I understand I have all the following rights with respect to telemedicine services and/or video conferencing:
Client Choice of Care. I have the right to withhold or withdraw my consent at any time (not retroactively) and will do so in writing. This will not affect my right to future treatment.
Access to Information. I have the right to inspect all medical information that includes the telemedicine service and/or video conferencing visit. I may obtain copies of this medical record information for a reasonable fee.
Confidentiality. I understand that the laws which protect the confidentiality of medical information apply to telemedicine services and/or video conferencing. My visit will not be recorded and all identifying information in the interaction will be kept secure in the same manner as any other private medical information.

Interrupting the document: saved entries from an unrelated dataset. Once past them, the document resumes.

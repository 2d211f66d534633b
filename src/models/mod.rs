//! Data models for the site backend.
//!
//! Each entity is a flat document with a generated id and server-assigned
//! timestamps. Request payloads use optional fields so that missing required
//! fields surface as validation errors rather than decode failures.

mod blog;
mod career;
mod gallery;
mod service;
mod submission;
mod team;
mod user;

pub use blog::*;
pub use career::*;
pub use gallery::*;
pub use service::*;
pub use submission::*;
pub use team::*;
pub use user::*;

use crate::errors::AppError;

/// Take a required string field, trimmed and non-empty.
pub(crate) fn required(value: Option<String>, field: &str) -> Result<String, AppError> {
    value
        .map(|v| v.trim().to_string())
        .filter(|v| !v.is_empty())
        .ok_or_else(|| AppError::Validation(format!("{} is required", field)))
}

/// Trim an optional string field, dropping it when blank.
pub(crate) fn optional(value: Option<String>) -> Option<String> {
    value
        .map(|v| v.trim().to_string())
        .filter(|v| !v.is_empty())
}
//! Team member model.

use serde::{Deserialize, Serialize};

use super::{optional, required};
use crate::db::{new_id, now_timestamp, Document};
use crate::errors::AppError;

/// Seniority bucket a team member is listed under.
#[derive(Debug, Clone, Copy, Serialize, Deserialize, PartialEq, Eq, Default)]
#[serde(rename_all = "lowercase")]
pub enum MemberType {
    #[default]
    Expert,
    Intern,
}

impl MemberType {
    pub fn as_str(&self) -> &'static str {
        match self {
            MemberType::Expert => "expert",
            MemberType::Intern => "intern",
        }
    }

    pub fn parse(s: &str) -> Result<Self, AppError> {
        match s.trim() {
            "expert" => Ok(MemberType::Expert),
            "intern" => Ok(MemberType::Intern),
            other => Err(AppError::Validation(format!(
                "Invalid team member type '{}', expected expert or intern",
                other
            ))),
        }
    }
}

/// Optional social profile links.
#[derive(Debug, Clone, Default, Serialize, Deserialize, PartialEq, Eq)]
pub struct SocialLinks {
    #[serde(default, skip_serializing_if = "Option::is_none")]
    pub linkedin: Option<String>,
    #[serde(default, skip_serializing_if = "Option::is_none")]
    pub twitter: Option<String>,
    #[serde(default, skip_serializing_if = "Option::is_none")]
    pub github: Option<String>,
}

impl SocialLinks {
    fn merge(&mut self, patch: SocialLinks) {
        if let Some(linkedin) = optional(patch.linkedin) {
            self.linkedin = Some(linkedin);
        }
        if let Some(twitter) = optional(patch.twitter) {
            self.twitter = Some(twitter);
        }
        if let Some(github) = optional(patch.github) {
            self.github = Some(github);
        }
    }
}

/// A person shown on the team page.
#[derive(Debug, Clone, Serialize, Deserialize, PartialEq)]
#[serde(rename_all = "camelCase")]
pub struct TeamMember {
    pub id: String,
    pub name: String,
    pub role: String,
    pub image: String,
    #[serde(rename = "type")]
    pub member_type: MemberType,
    #[serde(default)]
    pub social_links: SocialLinks,
    pub created_at: String,
    pub updated_at: String,
}

impl Document for TeamMember {
    const COLLECTION: &'static str = "team";
    const LABEL: &'static str = "Team member";

    fn id(&self) -> &str {
        &self.id
    }

    fn created_at(&self) -> &str {
        &self.created_at
    }
}

/// Request body for creating a team member.
#[derive(Debug, Clone, Default, Deserialize)]
#[serde(rename_all = "camelCase")]
pub struct CreateTeamMemberRequest {
    #[serde(default)]
    pub name: Option<String>,
    #[serde(default)]
    pub role: Option<String>,
    #[serde(default)]
    pub image: Option<String>,
    #[serde(default, rename = "type")]
    pub member_type: Option<String>,
    #[serde(default)]
    pub social_links: Option<SocialLinks>,
}

impl CreateTeamMemberRequest {
    pub fn into_member(self) -> Result<TeamMember, AppError> {
        let member_type = match optional(self.member_type) {
            Some(raw) => MemberType::parse(&raw)?,
            None => MemberType::default(),
        };
        let mut social_links = SocialLinks::default();
        if let Some(links) = self.social_links {
            social_links.merge(links);
        }
        let now = now_timestamp();

        Ok(TeamMember {
            id: new_id(),
            name: required(self.name, "Name")?,
            role: required(self.role, "Role")?,
            image: required(self.image, "Image")?,
            member_type,
            social_links,
            created_at: now.clone(),
            updated_at: now,
        })
    }
}

/// Request body for updating a team member. Absent fields are left unchanged.
#[derive(Debug, Clone, Default, Deserialize)]
#[serde(rename_all = "camelCase")]
pub struct UpdateTeamMemberRequest {
    #[serde(default)]
    pub name: Option<String>,
    #[serde(default)]
    pub role: Option<String>,
    #[serde(default)]
    pub image: Option<String>,
    #[serde(default, rename = "type")]
    pub member_type: Option<String>,
    #[serde(default)]
    pub social_links: Option<SocialLinks>,
}

impl UpdateTeamMemberRequest {
    pub fn apply(self, member: &mut TeamMember) -> Result<(), AppError> {
        if let Some(raw) = optional(self.member_type) {
            member.member_type = MemberType::parse(&raw)?;
        }
        if let Some(name) = optional(self.name) {
            member.name = name;
        }
        if let Some(role) = optional(self.role) {
            member.role = role;
        }
        if let Some(image) = optional(self.image) {
            member.image = image;
        }
        if let Some(links) = self.social_links {
            member.social_links.merge(links);
        }
        member.updated_at = now_timestamp();
        Ok(())
    }
}
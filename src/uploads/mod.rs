//! Transient file storage for application attachments.
//!
//! Files live on disk only between upload and mail dispatch.

use std::path::{Path, PathBuf};

use chrono::Utc;

use crate::errors::AppError;

/// Maximum accepted resume size.
pub const MAX_RESUME_BYTES: usize = 2 * 1024 * 1024;

/// The only accepted resume content type.
pub const RESUME_CONTENT_TYPE: &str = "application/pdf";

/// A file written to the upload directory.
#[derive(Debug, Clone)]
pub struct StoredFile {
    pub path: PathBuf,
    pub original_name: String,
}

pub struct UploadStore {
    dir: PathBuf,
}

impl UploadStore {
    /// Open the upload directory, creating it if needed.
    pub async fn open(dir: &Path) -> Result<Self, AppError> {
        tokio::fs::create_dir_all(dir)
            .await
            .map_err(|e| AppError::Storage(format!("Failed to create upload directory: {}", e)))?;
        Ok(Self {
            dir: dir.to_path_buf(),
        })
    }

    pub fn dir(&self) -> &Path {
        &self.dir
    }

    /// Write an upload as `<millis>-<sanitized name>`.
    pub async fn save(&self, original_name: &str, bytes: &[u8]) -> Result<StoredFile, AppError> {
        let original_name = sanitize_filename(original_name);
        let path = self.dir.join(format!(
            "{}-{}",
            Utc::now().timestamp_millis(),
            original_name
        ));

        tokio::fs::write(&path, bytes)
            .await
            .map_err(|e| AppError::Storage(format!("Failed to write {}: {}", path.display(), e)))?;

        Ok(StoredFile {
            path,
            original_name,
        })
    }

    pub async fn read(&self, file: &StoredFile) -> Result<Vec<u8>, AppError> {
        tokio::fs::read(&file.path)
            .await
            .map_err(|e| AppError::Storage(format!("Failed to read {}: {}", file.path.display(), e)))
    }

    pub async fn remove(&self, file: &StoredFile) -> Result<(), AppError> {
        tokio::fs::remove_file(&file.path).await.map_err(|e| {
            AppError::Storage(format!("Failed to remove {}: {}", file.path.display(), e))
        })
    }
}

/// Reduce a client-supplied file name to a safe single path component.
pub fn sanitize_filename(name: &str) -> String {
    let base = name.rsplit(['/', '\\']).next().unwrap_or_default();
    let cleaned: String = base
        .chars()
        .map(|c| {
            if c.is_ascii_alphanumeric() || matches!(c, '.' | '-' | '_') {
                c
            } else {
                '_'
            }
        })
        .collect();
    let cleaned = cleaned.trim_start_matches('.');

    if cleaned.is_empty() {
        "upload.pdf".to_string()
    } else {
        cleaned.to_string()
    }
}
//! Outbound mail.
//!
//! Contact and application submissions are delivered as a single mail to the
//! site owner. Delivery is one attempt; there is no queue and no retry.

mod memory;
mod smtp;

pub use memory::MemoryMailer;
pub use smtp::SmtpMailer;

use std::sync::Arc;

use crate::config::Config;
use crate::errors::AppError;

#[derive(Debug)]
pub enum MailError {
    Configuration(String),
    Message(String),
    Transport(String),
}

impl std::fmt::Display for MailError {
    fn fmt(&self, f: &mut std::fmt::Formatter<'_>) -> std::fmt::Result {
        match self {
            MailError::Configuration(msg) => write!(f, "mail configuration error: {}", msg),
            MailError::Message(msg) => write!(f, "invalid mail message: {}", msg),
            MailError::Transport(msg) => write!(f, "mail transport error: {}", msg),
        }
    }
}

impl std::error::Error for MailError {}

impl From<MailError> for AppError {
    fn from(err: MailError) -> Self {
        tracing::error!("Mail error: {}", err);
        AppError::Mail(err.to_string())
    }
}

/// File attached to an outbound mail.
#[derive(Debug, Clone, PartialEq, Eq)]
pub struct Attachment {
    pub filename: String,
    pub content_type: String,
    pub bytes: Vec<u8>,
}

/// A plain-text notification mail.
#[derive(Debug, Clone, PartialEq, Eq)]
pub struct OutboundMail {
    pub to: String,
    pub subject: String,
    pub body: String,
    pub attachment: Option<Attachment>,
}

impl OutboundMail {
    pub fn new(to: impl Into<String>, subject: impl Into<String>, body: impl Into<String>) -> Self {
        Self {
            to: to.into(),
            subject: subject.into(),
            body: body.into(),
            attachment: None,
        }
    }

    pub fn with_attachment(mut self, attachment: Attachment) -> Self {
        self.attachment = Some(attachment);
        self
    }
}

/// Mail sender abstraction.
#[async_trait::async_trait]
pub trait Mailer: Send + Sync {
    async fn send(&self, mail: OutboundMail) -> Result<(), MailError>;

    /// Short provider name for logs.
    fn provider(&self) -> &'static str;
}

/// Pick the mailer for this configuration.
pub fn mailer_from_config(config: &Config) -> Result<Arc<dyn Mailer>, MailError> {
    match &config.smtp {
        Some(smtp) => {
            tracing::info!("Creating SMTP mailer for {}", smtp.host);
            Ok(Arc::new(SmtpMailer::new(smtp)?))
        }
        None if config.environment.is_production() => Err(MailError::Configuration(
            "SMTP_HOST must be set in production".to_string(),
        )),
        None => {
            tracing::warn!("SMTP_HOST not set, outbound mail is kept in memory only");
            Ok(Arc::new(MemoryMailer::new()))
        }
    }
}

Potential Risks. I understand that there are risks from telemedicine service and/or video conferencing. These risks include, but are not limited to, the possibility (despite our best efforts to prevent this) that the transmission of medical information could be disrupted or distorted by technical failures in transmission.
I also understand that the electronic transmission of medical information could be interrupted or even accessed illegally by unauthorized persons.
Benefits. I understand that I can expect benefits from telemedicine services and/or video conferencing, but that no results can be guaranteed or assured. Telemedicine or video conferencing provides me with access to mental health care that otherwise would not have been available in my community.